→ ACTIVITY
The answer must be every line below that contains the string "ErrorKind".

→ DATASET CONTENT
○ ○ ○ ○ ○ ○ ○

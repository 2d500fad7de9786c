// src/server/spawner.rs

//! Spawns the server's long-running background tasks.

use super::context::ServerContext;
use tracing::info;

/// Spawns all background tasks into the context's JoinSet.
pub fn spawn_all(ctx: &mut ServerContext) {
    let server = ctx.server.clone();
    let shutdown_rx = ctx.shutdown_tx.subscribe();
    ctx.background_tasks.spawn(async move {
        server.run_heartbeat(shutdown_rx).await;
        Ok(())
    });

    info!("All background tasks have been spawned.");
}
// src/server/handlers.rs

//! What a server does with a session once it has logged in.

use super::listeners::ListenerRegistry;
use super::session::Session;
use crate::core::errors::{LinkError, LinkResult};
use crate::core::protocol::hsl::opcodes;
use crate::core::protocol::{HslMessage, HslPacket};
use crate::core::transport::MessageDescriptor;
use crate::core::{LinkSocket, Transport};
use async_trait::async_trait;
use tracing::debug;
use uuid::Uuid;

/// Shared server facilities handed to a handler.
#[derive(Clone, Copy)]
pub struct SessionContext<'a> {
    pub transport: &'a Transport,
    pub listeners: &'a ListenerRegistry,
}

#[async_trait]
pub trait SessionHandler: Send + Sync {
    /// Serves the session until the peer leaves or the socket is closed from
    /// outside. Returning ends the session.
    async fn serve(
        &self,
        ctx: SessionContext<'_>,
        session: &Session,
        socket: &mut LinkSocket,
    ) -> LinkResult<()>;
}

/// An orderly end: the peer hung up or someone closed the socket on purpose.
fn is_session_end(error: &LinkError) -> bool {
    error.is_remote_closed() || matches!(error, LinkError::SocketClosed)
}

/// Echoes every envelope back to its sender. Heartbeats refresh the session;
/// a quit envelope ends it; everything else is also passed to listeners.
#[derive(Debug, Clone, Copy)]
pub struct HslEchoHandler {
    token: Uuid,
}

impl HslEchoHandler {
    pub fn new(token: Uuid) -> Self {
        Self { token }
    }
}

#[async_trait]
impl SessionHandler for HslEchoHandler {
    async fn serve(
        &self,
        ctx: SessionContext<'_>,
        session: &Session,
        socket: &mut LinkSocket,
    ) -> LinkResult<()> {
        let descriptor = HslMessage::with_token(self.token);
        loop {
            let frame = match ctx
                .transport
                .receive_by_message(socket, None, &descriptor, None)
                .await
            {
                Ok(frame) => frame,
                Err(e) if is_session_end(&e) => return Ok(()),
                Err(e) => return Err(e),
            };
            if let Err(e) = descriptor.check_header(&frame) {
                socket.close().await;
                return Err(e);
            }
            let packet = HslPacket::decode(&frame)?;
            session.touch();

            match packet.opcode {
                opcodes::CLIENT_QUIT => {
                    debug!("Session {} sent quit.", session.id());
                    return Ok(());
                }
                opcodes::CHECK_SECONDS => {}
                _ => ctx.listeners.notify_message(session, &packet.content).await,
            }
            ctx.transport.send(socket, &frame).await?;
        }
    }
}

/// Reads whatever a registered DTU sends and hands it to listeners.
#[derive(Debug, Clone, Copy, Default)]
pub struct AlienDataHandler;

#[async_trait]
impl SessionHandler for AlienDataHandler {
    async fn serve(
        &self,
        ctx: SessionContext<'_>,
        session: &Session,
        socket: &mut LinkSocket,
    ) -> LinkResult<()> {
        loop {
            match ctx.transport.receive_available(socket, None).await {
                Ok(data) => {
                    session.touch();
                    ctx.listeners.notify_message(session, &data).await;
                }
                Err(e) if is_session_end(&e) => return Ok(()),
                Err(e) => return Err(e),
            }
        }
    }
}
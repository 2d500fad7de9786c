// src/core/protocol/mod.rs

pub mod alien;
pub mod hsl;
pub mod mqtt;
pub mod resp_frame;
pub mod transfer;
pub mod websocket;

pub use alien::{AlienLoginPacket, LoginStatus};
pub use hsl::{HslMessage, HslPacket, SelfCheckProtocol};
pub use mqtt::MqttMessage;
pub use resp_frame::{RespFrame, RespFrameCodec, RespReplyCodec};
pub use transfer::{FileTransfer, FileTransferDescriptor, PayloadCipher, TransferSource};
pub use websocket::{WebSocketCodec, WebSocketFrame, WebSocketMessage};
// src/core/transport/primitives.rs

//! Byte-level send and receive primitives.
//!
//! Every receive races the stream against the socket's closer, and timed
//! receives register with the watchdog first. Any failure closes the socket:
//! callers must treat an error here as connection-invalidating.

use super::socket::{ManagedSocket, SocketCloser};
use crate::core::errors::{LinkError, LinkResult};
use crate::core::metrics;
use crate::core::watchdog::TimeoutWatchdog;
use std::io;
use std::sync::Arc;
use std::sync::atomic::{AtomicI32, Ordering};
use std::time::Duration;
use tokio::io::{AsyncRead, AsyncReadExt, AsyncWrite, AsyncWriteExt};
use tracing::debug;

/// The error counter saturates here.
pub const ERROR_COUNTER_CAP: i32 = 100_000_000;
/// Scratch buffer size for "read what is there" receives.
pub const SCRATCH_BUFFER_SIZE: usize = 16 * 1024;
/// Granularity of progress reports while filling large buffers.
const PROGRESS_CHUNK: usize = 16 * 1024;

/// Progress callback invoked with `(bytes_so_far, bytes_total)`.
pub type ProgressFn = dyn Fn(u64, u64) + Send + Sync;

/// A saturating count of connection-level failures, shared per transport.
#[derive(Debug, Default)]
pub struct ErrorCounter(AtomicI32);

impl ErrorCounter {
    /// Increments the counter (stopping at the cap) and returns the new value.
    pub fn increment(&self) -> i32 {
        let previous = self
            .0
            .fetch_update(Ordering::AcqRel, Ordering::Acquire, |current| {
                Some(if current < ERROR_COUNTER_CAP {
                    current + 1
                } else {
                    current
                })
            })
            .unwrap_or(ERROR_COUNTER_CAP);
        (previous + 1).min(ERROR_COUNTER_CAP)
    }

    pub fn get(&self) -> i32 {
        self.0.load(Ordering::Acquire)
    }

    pub fn reset(&self) {
        self.0.store(0, Ordering::Release);
    }
}

/// How many bytes a receive should return.
#[derive(Debug, Clone, Copy, PartialEq, Eq)]
pub enum ReadSize {
    /// Exactly this many bytes, looping over partial reads.
    Exact(usize),
    /// One read of whatever is available, up to [`SCRATCH_BUFFER_SIZE`].
    Available,
}

impl ReadSize {
    /// Maps the signed wire convention: negative means "whatever is there".
    pub fn from_length(length: i64) -> Self {
        if length < 0 {
            ReadSize::Available
        } else {
            ReadSize::Exact(length as usize)
        }
    }
}

/// Progress reporting state for a buffer fill.
#[derive(Clone, Copy)]
pub struct Progress<'a> {
    pub report: &'a ProgressFn,
    /// Bytes already accounted for before this fill started.
    pub base: u64,
    pub total: u64,
}

enum ReadFailure {
    RemoteClosed,
    Closed,
    Io(io::Error),
}

/// The send/receive engine shared by connections and servers.
#[derive(Debug, Clone)]
pub struct Transport {
    watchdog: TimeoutWatchdog,
    errors: Arc<ErrorCounter>,
}

impl Transport {
    pub fn new(watchdog: TimeoutWatchdog) -> Self {
        Self {
            watchdog,
            errors: Arc::new(ErrorCounter::default()),
        }
    }

    /// Creates a transport with its own watchdog already sweeping.
    ///
    /// # Panics
    ///
    /// Panics when called outside a tokio runtime.
    pub fn with_running_watchdog() -> Self {
        let watchdog = TimeoutWatchdog::new();
        watchdog.start();
        Self::new(watchdog)
    }

    pub fn watchdog(&self) -> &TimeoutWatchdog {
        &self.watchdog
    }

    pub fn error_counter(&self) -> &ErrorCounter {
        &self.errors
    }

    /// Bumps the error counter and builds a connection-class failure.
    pub fn connection_failure(&self, message: impl Into<String>) -> LinkError {
        metrics::SOCKET_ERRORS_TOTAL.inc();
        LinkError::Connection {
            code: -self.errors.increment(),
            message: message.into(),
        }
    }

    fn remote_closed(&self) -> LinkError {
        metrics::SOCKET_ERRORS_TOTAL.inc();
        LinkError::RemoteClosed {
            code: -self.errors.increment(),
        }
    }

    pub(crate) fn timed_out(&self, elapsed: Duration) -> LinkError {
        metrics::SOCKET_ERRORS_TOTAL.inc();
        LinkError::Timeout {
            code: -self.errors.increment(),
            elapsed,
        }
    }

    /// Writes the whole buffer, looping over partial writes.
    pub async fn send<S: AsyncWrite + Unpin>(
        &self,
        socket: &mut ManagedSocket<S>,
        data: &[u8],
    ) -> LinkResult<usize> {
        let result = {
            let (stream, closer) = socket.parts()?;
            write_counted(stream, closer, data).await
        };
        match result {
            Ok(sent) => {
                metrics::BYTES_SENT_TOTAL.inc_by(sent as f64);
                Ok(sent)
            }
            Err(e) => {
                socket.abort();
                Err(self.connection_failure(format!("send failed: {e}")))
            }
        }
    }

    /// Receives according to `size` within an optional deadline.
    pub async fn receive<S: AsyncRead + Unpin>(
        &self,
        socket: &mut ManagedSocket<S>,
        size: ReadSize,
        timeout: Option<Duration>,
    ) -> LinkResult<Vec<u8>> {
        match size {
            ReadSize::Exact(length) => self.receive_exact(socket, length, timeout).await,
            ReadSize::Available => self.receive_available(socket, timeout).await,
        }
    }

    /// Receives exactly `length` bytes.
    pub async fn receive_exact<S: AsyncRead + Unpin>(
        &self,
        socket: &mut ManagedSocket<S>,
        length: usize,
        timeout: Option<Duration>,
    ) -> LinkResult<Vec<u8>> {
        let mut buffer = vec![0u8; length];
        self.receive_into(socket, &mut buffer, timeout, None).await?;
        Ok(buffer)
    }

    /// Fills `buffer` completely, reporting progress as chunks arrive.
    pub async fn receive_into<S: AsyncRead + Unpin>(
        &self,
        socket: &mut ManagedSocket<S>,
        buffer: &mut [u8],
        timeout: Option<Duration>,
        progress: Option<Progress<'_>>,
    ) -> LinkResult<()> {
        if buffer.is_empty() {
            return Ok(());
        }
        let guard = timeout.map(|delay| self.watchdog.register(socket.closer(), Some(delay)));
        let result = {
            let (stream, closer) = socket.parts()?;
            fill(stream, closer, buffer, progress).await
        };
        if let Some(guard) = &guard {
            guard.succeed();
        }

        match result {
            Ok(()) => {
                metrics::BYTES_RECEIVED_TOTAL.inc_by(buffer.len() as f64);
                Ok(())
            }
            Err(failure) => {
                socket.abort();
                let timed_out = guard.as_ref().is_some_and(|g| g.is_timed_out());
                Err(self.classify(failure, timed_out, timeout))
            }
        }
    }

    /// Performs a single read and returns whatever arrived.
    pub async fn receive_available<S: AsyncRead + Unpin>(
        &self,
        socket: &mut ManagedSocket<S>,
        timeout: Option<Duration>,
    ) -> LinkResult<Vec<u8>> {
        let guard = timeout.map(|delay| self.watchdog.register(socket.closer(), Some(delay)));
        let mut scratch = vec![0u8; SCRATCH_BUFFER_SIZE];
        let result = {
            let (stream, closer) = socket.parts()?;
            read_once(stream, closer, &mut scratch).await
        };
        if let Some(guard) = &guard {
            guard.succeed();
        }

        match result {
            Ok(count) => {
                scratch.truncate(count);
                metrics::BYTES_RECEIVED_TOTAL.inc_by(count as f64);
                Ok(scratch)
            }
            Err(failure) => {
                socket.abort();
                let timed_out = guard.as_ref().is_some_and(|g| g.is_timed_out());
                Err(self.classify(failure, timed_out, timeout))
            }
        }
    }

    fn classify(
        &self,
        failure: ReadFailure,
        timed_out: bool,
        timeout: Option<Duration>,
    ) -> LinkError {
        if timed_out {
            return self.timed_out(timeout.unwrap_or_default());
        }
        match failure {
            ReadFailure::RemoteClosed => {
                debug!("Remote closed the connection during receive.");
                self.remote_closed()
            }
            ReadFailure::Closed => LinkError::SocketClosed,
            ReadFailure::Io(e) => self.connection_failure(format!("receive failed: {e}")),
        }
    }
}

async fn write_counted<S: AsyncWrite + Unpin>(
    stream: &mut S,
    closer: &SocketCloser,
    data: &[u8],
) -> io::Result<usize> {
    let mut sent = 0;
    while sent < data.len() {
        let written = tokio::select! {
            biased;
            _ = closer.closed() => {
                return Err(io::Error::new(io::ErrorKind::NotConnected, "socket was closed"));
            }
            result = stream.write(&data[sent..]) => result?,
        };
        if written == 0 {
            return Err(io::Error::new(
                io::ErrorKind::WriteZero,
                "peer stopped accepting data",
            ));
        }
        sent += written;
    }
    tokio::select! {
        biased;
        _ = closer.closed() => Err(io::Error::new(io::ErrorKind::NotConnected, "socket was closed")),
        result = stream.flush() => result.map(|_| sent),
    }
}

async fn fill<S: AsyncRead + Unpin>(
    stream: &mut S,
    closer: &SocketCloser,
    buffer: &mut [u8],
    progress: Option<Progress<'_>>,
) -> Result<(), ReadFailure> {
    let mut filled = 0;
    while filled < buffer.len() {
        let end = match progress {
            Some(_) => buffer.len().min(filled + PROGRESS_CHUNK),
            None => buffer.len(),
        };
        let count = read_once(stream, closer, &mut buffer[filled..end]).await?;
        filled += count;
        if let Some(p) = progress {
            (p.report)(p.base + filled as u64, p.total);
        }
    }
    Ok(())
}

async fn read_once<S: AsyncRead + Unpin>(
    stream: &mut S,
    closer: &SocketCloser,
    buffer: &mut [u8],
) -> Result<usize, ReadFailure> {
    let result = tokio::select! {
        biased;
        _ = closer.closed() => return Err(ReadFailure::Closed),
        result = stream.read(buffer) => result,
    };
    match result {
        Ok(0) => Err(ReadFailure::RemoteClosed),
        Ok(count) => Ok(count),
        Err(e) => Err(ReadFailure::Io(e)),
    }
}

○ ○ ○ ○ ○ ○ ○

→ TASK ANSWER
                return Err(io::Error::new(io::ErrorKind::NotConnected, "socket was closed"));
                io::ErrorKind::WriteZero,
        _ = closer.closed() => Err(io::Error::new(io::ErrorKind::NotConnected, "socket was closed")),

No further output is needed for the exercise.